━━━━━ Information supplied ━━━━━

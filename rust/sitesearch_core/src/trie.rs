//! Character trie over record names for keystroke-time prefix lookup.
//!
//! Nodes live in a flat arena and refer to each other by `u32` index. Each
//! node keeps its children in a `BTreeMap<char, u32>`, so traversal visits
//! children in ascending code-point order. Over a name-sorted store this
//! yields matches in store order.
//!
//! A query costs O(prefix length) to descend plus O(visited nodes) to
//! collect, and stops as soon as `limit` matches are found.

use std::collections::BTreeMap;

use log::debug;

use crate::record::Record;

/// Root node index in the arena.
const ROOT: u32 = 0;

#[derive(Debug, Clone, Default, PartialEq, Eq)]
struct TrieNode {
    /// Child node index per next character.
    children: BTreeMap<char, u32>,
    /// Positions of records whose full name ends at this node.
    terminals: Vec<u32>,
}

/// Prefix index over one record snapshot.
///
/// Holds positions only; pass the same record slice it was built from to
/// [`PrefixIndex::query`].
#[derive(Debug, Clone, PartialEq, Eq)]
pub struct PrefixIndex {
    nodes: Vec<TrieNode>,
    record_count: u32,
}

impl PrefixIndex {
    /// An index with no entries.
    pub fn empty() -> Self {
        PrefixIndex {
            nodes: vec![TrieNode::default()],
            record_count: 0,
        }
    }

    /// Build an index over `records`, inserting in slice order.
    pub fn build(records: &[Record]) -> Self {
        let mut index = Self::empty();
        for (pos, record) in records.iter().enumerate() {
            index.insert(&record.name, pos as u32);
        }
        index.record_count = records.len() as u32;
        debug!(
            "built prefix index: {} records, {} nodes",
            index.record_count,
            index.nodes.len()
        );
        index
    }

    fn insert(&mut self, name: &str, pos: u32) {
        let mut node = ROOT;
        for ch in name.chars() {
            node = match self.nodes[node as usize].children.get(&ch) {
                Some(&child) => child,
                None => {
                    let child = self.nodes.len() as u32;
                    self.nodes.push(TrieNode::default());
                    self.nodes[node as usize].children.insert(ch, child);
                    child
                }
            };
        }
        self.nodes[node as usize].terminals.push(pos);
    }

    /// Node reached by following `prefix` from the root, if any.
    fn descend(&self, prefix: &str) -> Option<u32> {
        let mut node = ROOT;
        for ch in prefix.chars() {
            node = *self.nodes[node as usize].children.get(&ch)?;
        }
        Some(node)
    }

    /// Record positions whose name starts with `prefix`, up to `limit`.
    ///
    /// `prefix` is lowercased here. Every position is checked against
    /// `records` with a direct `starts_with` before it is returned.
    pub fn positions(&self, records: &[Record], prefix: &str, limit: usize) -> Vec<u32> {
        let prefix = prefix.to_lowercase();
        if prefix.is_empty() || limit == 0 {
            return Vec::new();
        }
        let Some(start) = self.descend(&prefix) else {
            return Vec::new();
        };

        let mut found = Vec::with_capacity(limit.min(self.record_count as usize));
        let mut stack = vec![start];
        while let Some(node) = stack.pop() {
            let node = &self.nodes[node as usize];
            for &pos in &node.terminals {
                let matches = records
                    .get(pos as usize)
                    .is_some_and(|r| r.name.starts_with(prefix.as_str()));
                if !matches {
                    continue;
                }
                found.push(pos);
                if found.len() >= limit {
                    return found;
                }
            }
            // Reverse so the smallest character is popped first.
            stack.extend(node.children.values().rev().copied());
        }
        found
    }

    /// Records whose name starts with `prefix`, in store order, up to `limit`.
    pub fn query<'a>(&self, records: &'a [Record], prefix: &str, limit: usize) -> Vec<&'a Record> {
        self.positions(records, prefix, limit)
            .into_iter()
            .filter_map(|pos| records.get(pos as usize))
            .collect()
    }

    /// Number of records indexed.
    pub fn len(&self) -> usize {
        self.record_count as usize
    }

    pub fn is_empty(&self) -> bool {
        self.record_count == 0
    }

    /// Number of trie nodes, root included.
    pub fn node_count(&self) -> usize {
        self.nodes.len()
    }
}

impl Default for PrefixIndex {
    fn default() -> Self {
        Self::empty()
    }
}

━━━━━

Please find every line in the listing that holds the string "stack" and copy it.

        let mut stack = vec![start];
        while let Some(node) = stack.pop() {
            stack.extend(node.children.values().rev().copied());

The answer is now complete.